* _WHAT YOU WILL DO_: From the listing below, extract every line containing "Debug".
╭─ PROVIDED RECORDS
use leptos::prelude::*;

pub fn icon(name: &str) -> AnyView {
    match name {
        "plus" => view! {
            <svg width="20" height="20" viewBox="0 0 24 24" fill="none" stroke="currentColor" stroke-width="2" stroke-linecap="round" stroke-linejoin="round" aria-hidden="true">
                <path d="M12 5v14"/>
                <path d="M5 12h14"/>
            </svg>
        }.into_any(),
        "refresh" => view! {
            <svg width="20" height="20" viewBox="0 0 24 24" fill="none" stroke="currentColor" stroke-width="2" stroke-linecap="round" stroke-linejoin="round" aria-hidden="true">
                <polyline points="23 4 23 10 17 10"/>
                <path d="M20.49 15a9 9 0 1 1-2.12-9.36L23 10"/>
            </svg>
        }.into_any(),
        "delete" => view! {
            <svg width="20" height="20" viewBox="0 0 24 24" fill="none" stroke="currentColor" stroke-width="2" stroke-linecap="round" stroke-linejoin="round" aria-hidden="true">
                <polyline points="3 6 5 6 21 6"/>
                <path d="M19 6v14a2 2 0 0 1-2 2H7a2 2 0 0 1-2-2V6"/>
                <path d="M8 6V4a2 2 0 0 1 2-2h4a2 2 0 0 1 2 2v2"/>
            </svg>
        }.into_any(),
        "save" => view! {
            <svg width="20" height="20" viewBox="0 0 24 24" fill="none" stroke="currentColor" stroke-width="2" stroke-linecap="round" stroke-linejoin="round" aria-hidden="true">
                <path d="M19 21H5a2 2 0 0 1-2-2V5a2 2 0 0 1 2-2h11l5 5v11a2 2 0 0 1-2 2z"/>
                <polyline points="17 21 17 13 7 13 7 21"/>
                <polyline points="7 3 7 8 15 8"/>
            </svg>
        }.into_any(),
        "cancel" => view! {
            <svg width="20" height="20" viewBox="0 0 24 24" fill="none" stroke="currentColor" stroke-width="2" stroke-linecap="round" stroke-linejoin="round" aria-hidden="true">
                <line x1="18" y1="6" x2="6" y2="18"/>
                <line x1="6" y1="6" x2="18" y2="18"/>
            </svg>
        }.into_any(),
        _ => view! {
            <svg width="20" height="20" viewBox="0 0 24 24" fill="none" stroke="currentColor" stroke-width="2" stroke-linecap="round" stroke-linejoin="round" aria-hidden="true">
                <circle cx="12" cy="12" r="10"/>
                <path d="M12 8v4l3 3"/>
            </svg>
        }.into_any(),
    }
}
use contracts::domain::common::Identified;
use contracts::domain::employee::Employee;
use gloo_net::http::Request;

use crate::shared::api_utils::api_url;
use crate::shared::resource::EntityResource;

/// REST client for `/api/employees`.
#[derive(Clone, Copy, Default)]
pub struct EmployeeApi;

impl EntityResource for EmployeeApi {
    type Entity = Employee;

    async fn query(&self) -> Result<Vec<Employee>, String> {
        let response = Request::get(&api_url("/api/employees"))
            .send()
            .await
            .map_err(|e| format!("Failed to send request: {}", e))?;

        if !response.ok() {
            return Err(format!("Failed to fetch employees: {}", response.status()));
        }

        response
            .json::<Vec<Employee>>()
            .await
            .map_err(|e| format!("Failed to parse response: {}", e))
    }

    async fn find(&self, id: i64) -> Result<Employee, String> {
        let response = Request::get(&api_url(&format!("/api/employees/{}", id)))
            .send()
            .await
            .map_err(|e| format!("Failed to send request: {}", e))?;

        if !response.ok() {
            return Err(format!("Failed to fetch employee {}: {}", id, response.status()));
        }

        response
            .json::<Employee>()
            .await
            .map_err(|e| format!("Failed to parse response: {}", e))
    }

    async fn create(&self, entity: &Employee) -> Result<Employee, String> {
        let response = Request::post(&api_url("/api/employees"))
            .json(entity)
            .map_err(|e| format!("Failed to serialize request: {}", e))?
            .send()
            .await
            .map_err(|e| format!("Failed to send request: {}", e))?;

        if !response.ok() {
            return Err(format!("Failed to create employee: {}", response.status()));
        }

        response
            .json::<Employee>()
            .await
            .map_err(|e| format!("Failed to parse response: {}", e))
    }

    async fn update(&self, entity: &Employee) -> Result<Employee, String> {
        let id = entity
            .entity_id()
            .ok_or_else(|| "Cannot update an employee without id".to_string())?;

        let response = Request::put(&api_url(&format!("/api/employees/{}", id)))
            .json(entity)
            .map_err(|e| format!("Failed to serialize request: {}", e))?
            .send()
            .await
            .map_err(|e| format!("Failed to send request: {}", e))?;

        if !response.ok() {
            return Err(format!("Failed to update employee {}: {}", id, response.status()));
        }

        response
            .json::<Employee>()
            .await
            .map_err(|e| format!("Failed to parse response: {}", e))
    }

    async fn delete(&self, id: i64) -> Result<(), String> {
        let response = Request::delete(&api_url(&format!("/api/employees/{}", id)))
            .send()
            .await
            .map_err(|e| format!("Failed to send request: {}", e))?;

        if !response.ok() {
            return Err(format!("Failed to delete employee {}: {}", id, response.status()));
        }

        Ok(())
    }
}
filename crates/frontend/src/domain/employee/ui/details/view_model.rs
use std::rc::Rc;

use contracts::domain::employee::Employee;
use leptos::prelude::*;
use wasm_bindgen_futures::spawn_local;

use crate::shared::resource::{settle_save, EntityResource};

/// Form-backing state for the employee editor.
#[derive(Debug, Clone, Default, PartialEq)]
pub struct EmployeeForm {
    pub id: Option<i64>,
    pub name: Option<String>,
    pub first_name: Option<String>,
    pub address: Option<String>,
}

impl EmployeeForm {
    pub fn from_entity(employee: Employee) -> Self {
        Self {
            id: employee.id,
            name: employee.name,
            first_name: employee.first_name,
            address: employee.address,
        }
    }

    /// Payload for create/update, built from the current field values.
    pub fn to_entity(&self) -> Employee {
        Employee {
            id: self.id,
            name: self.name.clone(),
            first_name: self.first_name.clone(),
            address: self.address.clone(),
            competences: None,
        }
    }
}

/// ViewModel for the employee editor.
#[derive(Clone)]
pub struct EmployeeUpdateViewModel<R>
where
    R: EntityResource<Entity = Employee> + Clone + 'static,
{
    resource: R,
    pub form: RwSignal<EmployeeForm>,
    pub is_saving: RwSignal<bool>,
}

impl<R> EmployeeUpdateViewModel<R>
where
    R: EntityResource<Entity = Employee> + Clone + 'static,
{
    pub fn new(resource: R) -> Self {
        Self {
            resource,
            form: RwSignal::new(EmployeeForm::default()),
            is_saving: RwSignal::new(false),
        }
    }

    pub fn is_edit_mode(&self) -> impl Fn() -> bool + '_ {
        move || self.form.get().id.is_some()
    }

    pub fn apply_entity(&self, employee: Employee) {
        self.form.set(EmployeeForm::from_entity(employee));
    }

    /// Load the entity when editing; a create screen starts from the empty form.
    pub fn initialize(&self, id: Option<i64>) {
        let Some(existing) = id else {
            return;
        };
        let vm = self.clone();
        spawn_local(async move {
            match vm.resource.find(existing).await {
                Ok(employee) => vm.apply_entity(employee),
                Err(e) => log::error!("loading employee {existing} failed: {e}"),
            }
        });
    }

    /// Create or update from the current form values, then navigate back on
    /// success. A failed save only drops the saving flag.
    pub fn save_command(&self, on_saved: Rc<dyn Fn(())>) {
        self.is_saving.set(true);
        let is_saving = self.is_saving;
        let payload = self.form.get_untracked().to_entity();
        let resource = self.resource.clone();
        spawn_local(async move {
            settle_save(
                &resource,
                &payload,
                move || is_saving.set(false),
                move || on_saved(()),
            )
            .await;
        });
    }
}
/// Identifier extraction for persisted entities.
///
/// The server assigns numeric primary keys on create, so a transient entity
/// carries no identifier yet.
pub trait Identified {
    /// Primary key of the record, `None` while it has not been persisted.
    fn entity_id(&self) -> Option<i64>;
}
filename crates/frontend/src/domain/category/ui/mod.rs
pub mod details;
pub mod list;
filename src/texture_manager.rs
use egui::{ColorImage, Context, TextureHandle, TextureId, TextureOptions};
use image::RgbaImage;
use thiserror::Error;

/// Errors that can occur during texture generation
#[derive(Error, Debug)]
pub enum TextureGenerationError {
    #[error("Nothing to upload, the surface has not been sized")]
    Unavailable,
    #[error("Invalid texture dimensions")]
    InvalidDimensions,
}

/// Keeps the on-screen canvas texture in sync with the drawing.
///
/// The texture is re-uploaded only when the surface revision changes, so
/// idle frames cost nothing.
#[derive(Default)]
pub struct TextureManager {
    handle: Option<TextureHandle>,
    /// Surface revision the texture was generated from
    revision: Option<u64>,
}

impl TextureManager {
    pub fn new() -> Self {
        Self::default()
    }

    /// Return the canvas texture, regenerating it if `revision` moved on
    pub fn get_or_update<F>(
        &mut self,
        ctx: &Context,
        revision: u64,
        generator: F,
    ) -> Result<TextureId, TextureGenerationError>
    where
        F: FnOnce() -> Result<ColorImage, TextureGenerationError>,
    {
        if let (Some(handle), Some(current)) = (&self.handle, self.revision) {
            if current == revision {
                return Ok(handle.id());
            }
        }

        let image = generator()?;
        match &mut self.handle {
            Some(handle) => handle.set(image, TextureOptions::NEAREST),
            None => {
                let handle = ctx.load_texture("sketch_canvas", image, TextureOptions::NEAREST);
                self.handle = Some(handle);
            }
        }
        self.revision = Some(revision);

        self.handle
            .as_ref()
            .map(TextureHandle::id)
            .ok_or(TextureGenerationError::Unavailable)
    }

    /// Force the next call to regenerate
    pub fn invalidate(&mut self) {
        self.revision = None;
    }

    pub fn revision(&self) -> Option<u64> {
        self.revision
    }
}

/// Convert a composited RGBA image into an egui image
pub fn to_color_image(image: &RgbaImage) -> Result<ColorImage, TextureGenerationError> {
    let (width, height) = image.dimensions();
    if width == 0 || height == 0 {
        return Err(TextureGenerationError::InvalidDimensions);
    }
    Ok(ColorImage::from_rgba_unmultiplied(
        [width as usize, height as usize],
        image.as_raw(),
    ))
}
╰─
* _RESPONSE AREA_:
#[derive(Debug, Clone, Default, PartialEq)]
#[derive(Error, Debug)]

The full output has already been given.